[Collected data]
[Start of section]

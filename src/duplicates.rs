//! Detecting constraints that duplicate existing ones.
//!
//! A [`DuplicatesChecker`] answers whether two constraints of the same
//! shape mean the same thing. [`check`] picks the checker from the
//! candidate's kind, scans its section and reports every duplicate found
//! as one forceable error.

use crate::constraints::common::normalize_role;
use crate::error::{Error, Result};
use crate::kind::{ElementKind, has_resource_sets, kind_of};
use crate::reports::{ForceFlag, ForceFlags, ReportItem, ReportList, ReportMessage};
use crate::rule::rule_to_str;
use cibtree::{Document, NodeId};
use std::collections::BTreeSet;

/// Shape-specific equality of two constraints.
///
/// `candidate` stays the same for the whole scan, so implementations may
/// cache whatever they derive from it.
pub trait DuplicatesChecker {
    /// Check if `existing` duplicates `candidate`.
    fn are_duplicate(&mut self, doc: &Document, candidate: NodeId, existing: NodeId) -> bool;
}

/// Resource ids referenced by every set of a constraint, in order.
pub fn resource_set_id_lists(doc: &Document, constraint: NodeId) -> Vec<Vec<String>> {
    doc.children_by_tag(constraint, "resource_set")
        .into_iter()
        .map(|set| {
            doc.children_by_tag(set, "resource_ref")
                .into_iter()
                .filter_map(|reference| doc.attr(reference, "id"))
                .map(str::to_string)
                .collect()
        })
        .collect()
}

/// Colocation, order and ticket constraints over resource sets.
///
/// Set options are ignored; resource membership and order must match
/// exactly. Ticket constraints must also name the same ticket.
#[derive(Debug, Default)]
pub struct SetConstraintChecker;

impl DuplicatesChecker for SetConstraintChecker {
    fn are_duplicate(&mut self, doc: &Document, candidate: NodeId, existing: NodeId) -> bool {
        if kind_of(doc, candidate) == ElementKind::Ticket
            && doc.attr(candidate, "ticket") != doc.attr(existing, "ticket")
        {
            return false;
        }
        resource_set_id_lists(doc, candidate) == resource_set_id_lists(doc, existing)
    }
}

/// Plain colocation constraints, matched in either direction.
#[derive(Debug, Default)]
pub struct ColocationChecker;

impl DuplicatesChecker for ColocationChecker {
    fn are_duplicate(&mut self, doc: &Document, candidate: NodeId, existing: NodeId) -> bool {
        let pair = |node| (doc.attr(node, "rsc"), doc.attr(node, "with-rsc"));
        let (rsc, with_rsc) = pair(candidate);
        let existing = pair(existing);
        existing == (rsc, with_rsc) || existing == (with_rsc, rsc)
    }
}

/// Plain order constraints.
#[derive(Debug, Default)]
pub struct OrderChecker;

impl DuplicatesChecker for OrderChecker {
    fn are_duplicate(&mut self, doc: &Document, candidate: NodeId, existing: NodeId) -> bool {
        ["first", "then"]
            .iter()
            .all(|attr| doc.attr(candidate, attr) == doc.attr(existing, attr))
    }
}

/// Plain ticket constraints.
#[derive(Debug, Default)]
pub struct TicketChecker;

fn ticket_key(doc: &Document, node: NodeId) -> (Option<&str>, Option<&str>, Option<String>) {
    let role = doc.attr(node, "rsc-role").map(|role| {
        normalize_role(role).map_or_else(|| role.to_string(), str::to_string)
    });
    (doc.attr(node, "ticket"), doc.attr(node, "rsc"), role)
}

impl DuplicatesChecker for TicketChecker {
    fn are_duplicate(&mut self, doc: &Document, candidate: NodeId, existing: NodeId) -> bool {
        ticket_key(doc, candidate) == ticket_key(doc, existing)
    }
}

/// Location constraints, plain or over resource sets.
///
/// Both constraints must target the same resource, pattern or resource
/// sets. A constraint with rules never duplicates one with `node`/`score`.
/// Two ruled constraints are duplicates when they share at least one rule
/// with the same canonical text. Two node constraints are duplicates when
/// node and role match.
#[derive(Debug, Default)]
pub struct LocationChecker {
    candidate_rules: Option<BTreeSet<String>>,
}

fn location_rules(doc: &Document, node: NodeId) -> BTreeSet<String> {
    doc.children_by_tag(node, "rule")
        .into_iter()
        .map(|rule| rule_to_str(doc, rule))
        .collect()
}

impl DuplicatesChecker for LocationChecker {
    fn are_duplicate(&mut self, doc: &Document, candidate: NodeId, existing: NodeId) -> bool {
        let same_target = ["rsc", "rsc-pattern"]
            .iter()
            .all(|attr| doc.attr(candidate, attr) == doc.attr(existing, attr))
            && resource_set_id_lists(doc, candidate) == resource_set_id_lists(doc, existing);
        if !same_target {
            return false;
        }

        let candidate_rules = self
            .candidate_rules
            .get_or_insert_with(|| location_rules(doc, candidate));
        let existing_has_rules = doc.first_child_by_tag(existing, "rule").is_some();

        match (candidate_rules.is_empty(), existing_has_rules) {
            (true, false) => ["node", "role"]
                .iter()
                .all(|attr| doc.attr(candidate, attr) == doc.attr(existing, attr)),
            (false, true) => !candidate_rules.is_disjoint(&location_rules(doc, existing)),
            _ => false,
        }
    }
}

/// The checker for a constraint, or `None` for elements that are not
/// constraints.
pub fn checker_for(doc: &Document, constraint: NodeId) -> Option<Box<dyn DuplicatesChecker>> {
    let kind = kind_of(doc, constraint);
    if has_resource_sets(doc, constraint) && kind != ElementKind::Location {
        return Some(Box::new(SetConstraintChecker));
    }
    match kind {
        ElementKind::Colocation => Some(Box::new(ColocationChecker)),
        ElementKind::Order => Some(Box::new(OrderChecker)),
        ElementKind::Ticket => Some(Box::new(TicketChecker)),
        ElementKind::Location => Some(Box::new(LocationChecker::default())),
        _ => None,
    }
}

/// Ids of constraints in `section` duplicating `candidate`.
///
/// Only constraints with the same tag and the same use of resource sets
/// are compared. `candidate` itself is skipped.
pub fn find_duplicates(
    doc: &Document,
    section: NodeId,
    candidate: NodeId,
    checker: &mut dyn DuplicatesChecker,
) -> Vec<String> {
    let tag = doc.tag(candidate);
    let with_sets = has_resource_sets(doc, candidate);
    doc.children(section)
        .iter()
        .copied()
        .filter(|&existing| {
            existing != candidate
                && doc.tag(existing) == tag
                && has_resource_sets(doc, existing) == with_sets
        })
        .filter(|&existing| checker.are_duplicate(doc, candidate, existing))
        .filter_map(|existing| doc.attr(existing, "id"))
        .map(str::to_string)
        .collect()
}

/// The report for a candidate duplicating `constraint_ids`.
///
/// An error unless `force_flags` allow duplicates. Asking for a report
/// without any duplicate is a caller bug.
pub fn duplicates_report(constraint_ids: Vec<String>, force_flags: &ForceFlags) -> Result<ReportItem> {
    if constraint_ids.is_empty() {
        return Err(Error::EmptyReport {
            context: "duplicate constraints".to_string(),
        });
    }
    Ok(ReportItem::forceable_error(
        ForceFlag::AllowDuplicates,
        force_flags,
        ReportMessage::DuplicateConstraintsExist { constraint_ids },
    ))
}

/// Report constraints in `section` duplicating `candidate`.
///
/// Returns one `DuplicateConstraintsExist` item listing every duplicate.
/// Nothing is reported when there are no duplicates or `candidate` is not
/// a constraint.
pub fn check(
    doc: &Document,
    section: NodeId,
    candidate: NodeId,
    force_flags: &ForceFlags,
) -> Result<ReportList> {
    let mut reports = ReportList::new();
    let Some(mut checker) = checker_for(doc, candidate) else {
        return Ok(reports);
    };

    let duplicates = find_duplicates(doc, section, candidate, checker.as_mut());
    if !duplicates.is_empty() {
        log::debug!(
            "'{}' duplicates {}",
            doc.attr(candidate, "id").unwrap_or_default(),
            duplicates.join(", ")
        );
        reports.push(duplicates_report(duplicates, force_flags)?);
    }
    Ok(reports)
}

[End of section]
[Start of section]

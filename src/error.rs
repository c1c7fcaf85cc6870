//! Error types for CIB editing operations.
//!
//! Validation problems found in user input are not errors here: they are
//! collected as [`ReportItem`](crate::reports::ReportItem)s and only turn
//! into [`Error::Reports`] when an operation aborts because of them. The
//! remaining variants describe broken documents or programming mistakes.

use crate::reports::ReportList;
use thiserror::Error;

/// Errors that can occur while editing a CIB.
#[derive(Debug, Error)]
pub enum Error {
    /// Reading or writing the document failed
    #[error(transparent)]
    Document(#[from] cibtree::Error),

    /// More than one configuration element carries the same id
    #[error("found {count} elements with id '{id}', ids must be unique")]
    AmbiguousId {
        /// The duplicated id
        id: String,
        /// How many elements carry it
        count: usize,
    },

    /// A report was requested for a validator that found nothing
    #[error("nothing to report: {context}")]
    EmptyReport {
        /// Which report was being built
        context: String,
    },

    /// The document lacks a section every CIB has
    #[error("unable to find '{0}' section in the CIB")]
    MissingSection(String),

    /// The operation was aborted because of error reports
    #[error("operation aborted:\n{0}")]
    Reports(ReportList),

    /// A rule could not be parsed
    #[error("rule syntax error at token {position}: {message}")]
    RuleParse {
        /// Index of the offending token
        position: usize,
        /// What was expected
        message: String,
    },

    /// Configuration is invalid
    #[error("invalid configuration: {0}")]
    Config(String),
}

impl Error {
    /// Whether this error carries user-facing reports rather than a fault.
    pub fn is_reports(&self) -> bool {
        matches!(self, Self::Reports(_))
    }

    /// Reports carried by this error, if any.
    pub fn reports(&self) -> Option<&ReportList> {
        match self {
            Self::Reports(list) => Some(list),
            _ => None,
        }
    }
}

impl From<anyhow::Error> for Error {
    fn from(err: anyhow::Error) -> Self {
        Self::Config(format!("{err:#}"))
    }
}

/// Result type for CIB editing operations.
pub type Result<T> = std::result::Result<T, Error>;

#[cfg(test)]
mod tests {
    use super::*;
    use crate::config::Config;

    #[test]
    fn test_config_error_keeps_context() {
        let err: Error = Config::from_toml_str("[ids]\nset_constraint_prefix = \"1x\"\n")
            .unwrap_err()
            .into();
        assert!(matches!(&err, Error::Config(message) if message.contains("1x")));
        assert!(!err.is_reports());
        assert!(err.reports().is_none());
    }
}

[End of section]

» **Task instructions**: Pick out every line above that contains the word "cibtree" and copy it.

» **Result for this task**:
use cibtree::{Document, NodeId};
    Document(#[from] cibtree::Error),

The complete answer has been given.